**Action item**
When you reach the line containing "repository 00772115d80f1a18" in the entries below, begin reproducing lines exactly, and stop once the line containing "only exposed while" is done.

Stored items
********
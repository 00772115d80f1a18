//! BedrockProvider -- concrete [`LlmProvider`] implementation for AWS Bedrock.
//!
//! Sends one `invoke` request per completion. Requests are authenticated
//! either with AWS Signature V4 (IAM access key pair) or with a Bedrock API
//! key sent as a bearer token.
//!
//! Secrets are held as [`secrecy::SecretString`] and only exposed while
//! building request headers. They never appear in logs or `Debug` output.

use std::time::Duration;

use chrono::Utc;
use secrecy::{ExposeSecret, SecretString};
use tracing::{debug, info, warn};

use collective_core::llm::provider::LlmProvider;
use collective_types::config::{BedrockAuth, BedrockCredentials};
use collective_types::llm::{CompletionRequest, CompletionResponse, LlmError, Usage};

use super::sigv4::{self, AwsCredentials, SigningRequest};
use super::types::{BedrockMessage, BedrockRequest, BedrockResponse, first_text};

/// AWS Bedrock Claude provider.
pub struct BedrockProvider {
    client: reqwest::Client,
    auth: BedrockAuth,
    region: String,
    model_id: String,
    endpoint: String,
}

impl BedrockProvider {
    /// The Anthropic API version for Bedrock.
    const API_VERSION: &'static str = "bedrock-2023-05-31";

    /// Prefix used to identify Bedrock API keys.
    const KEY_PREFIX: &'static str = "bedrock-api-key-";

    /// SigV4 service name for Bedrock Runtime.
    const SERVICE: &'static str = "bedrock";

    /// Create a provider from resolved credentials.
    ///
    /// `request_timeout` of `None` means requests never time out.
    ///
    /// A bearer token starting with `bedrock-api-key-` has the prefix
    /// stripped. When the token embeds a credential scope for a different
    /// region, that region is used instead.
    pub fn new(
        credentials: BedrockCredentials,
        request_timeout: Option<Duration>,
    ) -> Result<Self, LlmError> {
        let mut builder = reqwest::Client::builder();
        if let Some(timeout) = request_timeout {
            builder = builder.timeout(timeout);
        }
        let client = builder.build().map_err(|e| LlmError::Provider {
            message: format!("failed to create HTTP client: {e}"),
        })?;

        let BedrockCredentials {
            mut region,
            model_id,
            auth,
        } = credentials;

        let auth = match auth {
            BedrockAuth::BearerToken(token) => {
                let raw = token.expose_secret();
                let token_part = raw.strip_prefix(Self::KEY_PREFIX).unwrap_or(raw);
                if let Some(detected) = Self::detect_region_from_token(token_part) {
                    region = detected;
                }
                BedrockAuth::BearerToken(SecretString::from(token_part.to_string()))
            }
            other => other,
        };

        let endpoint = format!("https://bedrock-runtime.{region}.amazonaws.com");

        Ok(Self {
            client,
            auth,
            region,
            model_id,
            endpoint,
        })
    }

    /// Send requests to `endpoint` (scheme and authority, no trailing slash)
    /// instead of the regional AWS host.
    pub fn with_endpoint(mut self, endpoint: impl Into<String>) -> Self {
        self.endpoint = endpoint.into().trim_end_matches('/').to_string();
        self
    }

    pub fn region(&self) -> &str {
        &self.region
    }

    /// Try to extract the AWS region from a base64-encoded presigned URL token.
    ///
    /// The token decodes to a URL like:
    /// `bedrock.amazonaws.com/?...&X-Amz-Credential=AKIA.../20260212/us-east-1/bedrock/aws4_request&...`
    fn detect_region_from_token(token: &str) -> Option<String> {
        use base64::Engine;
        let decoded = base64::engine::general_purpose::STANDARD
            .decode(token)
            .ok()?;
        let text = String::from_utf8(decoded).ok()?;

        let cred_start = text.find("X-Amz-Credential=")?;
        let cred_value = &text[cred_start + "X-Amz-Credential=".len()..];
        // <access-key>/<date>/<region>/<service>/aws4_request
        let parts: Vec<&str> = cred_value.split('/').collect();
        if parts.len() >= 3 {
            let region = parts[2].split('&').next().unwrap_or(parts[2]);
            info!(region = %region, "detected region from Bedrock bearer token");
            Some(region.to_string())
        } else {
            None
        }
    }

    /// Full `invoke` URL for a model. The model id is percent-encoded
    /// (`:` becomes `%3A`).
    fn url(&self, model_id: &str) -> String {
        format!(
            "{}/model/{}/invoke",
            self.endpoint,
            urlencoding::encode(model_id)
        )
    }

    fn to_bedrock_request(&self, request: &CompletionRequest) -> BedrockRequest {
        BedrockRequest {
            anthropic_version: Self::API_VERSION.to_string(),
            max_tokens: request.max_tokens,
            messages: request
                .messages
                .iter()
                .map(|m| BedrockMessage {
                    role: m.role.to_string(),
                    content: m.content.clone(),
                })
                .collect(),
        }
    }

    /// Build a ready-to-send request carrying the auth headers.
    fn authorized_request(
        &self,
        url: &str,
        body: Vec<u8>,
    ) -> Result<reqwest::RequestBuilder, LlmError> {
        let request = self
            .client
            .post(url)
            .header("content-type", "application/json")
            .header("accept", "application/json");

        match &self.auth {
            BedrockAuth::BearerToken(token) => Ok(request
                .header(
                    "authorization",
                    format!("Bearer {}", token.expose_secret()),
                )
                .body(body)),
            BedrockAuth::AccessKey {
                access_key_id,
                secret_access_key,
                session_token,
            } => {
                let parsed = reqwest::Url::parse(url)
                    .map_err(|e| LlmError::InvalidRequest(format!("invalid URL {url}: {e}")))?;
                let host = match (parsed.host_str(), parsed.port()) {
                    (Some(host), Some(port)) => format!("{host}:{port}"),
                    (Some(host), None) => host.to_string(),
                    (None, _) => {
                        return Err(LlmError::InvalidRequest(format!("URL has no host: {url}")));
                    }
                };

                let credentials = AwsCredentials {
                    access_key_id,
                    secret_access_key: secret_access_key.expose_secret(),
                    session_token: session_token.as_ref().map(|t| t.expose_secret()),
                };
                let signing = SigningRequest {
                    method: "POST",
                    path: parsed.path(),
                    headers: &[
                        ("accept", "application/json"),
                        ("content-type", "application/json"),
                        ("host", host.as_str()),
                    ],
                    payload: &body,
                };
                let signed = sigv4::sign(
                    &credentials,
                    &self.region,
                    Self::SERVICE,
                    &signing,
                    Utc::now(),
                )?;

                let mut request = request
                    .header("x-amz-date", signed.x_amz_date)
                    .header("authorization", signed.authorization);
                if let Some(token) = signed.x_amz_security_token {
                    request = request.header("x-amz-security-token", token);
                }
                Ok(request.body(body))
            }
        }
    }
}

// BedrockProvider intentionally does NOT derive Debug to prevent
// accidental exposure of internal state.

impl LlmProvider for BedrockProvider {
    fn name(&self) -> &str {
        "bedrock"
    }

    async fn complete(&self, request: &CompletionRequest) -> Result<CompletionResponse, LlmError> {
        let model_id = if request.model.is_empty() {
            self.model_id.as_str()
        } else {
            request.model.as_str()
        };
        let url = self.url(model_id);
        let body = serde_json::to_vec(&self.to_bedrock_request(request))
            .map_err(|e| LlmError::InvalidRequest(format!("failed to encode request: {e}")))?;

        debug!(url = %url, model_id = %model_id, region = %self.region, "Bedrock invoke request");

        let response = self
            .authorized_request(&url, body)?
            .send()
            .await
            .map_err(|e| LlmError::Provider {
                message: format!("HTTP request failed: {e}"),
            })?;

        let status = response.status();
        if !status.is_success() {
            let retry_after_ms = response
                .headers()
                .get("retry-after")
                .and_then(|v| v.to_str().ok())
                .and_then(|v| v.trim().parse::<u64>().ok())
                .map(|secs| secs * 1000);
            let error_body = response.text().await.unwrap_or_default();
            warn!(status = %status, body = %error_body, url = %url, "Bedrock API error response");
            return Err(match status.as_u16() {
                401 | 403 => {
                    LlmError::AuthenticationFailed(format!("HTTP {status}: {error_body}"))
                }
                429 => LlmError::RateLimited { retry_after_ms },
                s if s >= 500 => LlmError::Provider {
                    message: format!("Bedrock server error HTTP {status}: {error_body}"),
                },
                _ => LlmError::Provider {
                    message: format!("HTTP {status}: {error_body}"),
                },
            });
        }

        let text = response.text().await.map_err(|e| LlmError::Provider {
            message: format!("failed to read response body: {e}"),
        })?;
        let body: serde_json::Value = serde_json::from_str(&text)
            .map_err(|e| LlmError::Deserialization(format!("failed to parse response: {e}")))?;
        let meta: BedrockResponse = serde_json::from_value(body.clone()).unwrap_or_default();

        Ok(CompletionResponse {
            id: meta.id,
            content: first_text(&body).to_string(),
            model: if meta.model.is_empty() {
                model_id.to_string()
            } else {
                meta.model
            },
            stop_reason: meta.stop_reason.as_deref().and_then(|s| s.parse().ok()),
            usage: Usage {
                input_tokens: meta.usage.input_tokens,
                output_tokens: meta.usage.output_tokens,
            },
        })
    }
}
********
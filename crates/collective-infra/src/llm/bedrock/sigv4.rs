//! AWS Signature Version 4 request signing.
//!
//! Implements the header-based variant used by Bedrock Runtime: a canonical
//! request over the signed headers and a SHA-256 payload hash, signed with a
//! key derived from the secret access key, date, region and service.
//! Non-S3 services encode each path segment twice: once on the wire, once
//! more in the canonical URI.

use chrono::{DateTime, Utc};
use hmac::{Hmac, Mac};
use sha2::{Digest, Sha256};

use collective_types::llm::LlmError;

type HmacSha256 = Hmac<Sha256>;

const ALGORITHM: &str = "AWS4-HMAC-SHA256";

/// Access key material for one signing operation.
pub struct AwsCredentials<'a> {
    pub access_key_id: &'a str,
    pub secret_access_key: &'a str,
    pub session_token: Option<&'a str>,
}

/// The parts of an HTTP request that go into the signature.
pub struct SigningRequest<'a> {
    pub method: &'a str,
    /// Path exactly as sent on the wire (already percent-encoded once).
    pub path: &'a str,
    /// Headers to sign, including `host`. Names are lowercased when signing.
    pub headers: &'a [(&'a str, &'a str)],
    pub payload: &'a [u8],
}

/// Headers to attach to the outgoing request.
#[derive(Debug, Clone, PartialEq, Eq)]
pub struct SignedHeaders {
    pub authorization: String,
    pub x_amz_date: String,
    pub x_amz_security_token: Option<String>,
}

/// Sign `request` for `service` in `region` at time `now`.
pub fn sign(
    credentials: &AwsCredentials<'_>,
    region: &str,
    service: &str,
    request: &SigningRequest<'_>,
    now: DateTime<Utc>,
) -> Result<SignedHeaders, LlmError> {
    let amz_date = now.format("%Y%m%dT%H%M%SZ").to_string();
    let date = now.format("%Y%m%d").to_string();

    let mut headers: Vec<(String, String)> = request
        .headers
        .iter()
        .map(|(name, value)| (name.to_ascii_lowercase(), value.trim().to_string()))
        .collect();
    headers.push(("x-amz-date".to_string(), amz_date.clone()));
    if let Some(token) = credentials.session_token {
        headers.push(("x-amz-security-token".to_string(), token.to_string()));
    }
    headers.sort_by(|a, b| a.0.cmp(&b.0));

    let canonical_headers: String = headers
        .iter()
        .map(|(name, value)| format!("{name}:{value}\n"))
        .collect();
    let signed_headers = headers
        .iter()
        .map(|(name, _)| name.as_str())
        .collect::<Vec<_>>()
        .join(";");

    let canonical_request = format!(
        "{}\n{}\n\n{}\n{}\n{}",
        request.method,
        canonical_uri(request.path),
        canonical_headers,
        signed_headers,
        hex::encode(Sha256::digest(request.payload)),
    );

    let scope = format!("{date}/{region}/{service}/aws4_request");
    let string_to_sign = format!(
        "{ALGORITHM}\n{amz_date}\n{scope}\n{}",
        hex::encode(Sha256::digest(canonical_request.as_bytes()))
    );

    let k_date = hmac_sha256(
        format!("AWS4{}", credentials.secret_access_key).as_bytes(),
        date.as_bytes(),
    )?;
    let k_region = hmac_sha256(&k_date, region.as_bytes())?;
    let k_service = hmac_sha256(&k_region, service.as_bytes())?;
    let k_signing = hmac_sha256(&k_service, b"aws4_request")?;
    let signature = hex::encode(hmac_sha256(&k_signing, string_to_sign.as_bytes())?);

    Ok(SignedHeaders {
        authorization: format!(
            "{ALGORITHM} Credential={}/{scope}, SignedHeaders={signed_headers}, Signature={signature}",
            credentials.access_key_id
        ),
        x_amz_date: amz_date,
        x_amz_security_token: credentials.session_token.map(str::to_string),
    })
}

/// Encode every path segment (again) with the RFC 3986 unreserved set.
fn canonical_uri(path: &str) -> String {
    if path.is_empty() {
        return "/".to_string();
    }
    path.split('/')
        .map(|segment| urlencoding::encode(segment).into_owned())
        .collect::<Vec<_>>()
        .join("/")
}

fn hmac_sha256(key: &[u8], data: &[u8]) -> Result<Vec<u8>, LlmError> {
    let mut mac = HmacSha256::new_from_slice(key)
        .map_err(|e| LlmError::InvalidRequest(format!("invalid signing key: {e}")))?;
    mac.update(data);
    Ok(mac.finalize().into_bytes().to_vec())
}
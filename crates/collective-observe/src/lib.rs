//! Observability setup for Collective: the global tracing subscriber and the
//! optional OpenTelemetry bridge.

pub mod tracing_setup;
********
**Result of this exercise**
repository 00772115d80f1a18
//! BedrockProvider -- concrete [`LlmProvider`] implementation for AWS Bedrock.
//!
//! Sends one `invoke` request per completion. Requests are authenticated
//! either with AWS Signature V4 (IAM access key pair) or with a Bedrock API
//! key sent as a bearer token.
//!
//! Secrets are held as [`secrecy::SecretString`] and only exposed while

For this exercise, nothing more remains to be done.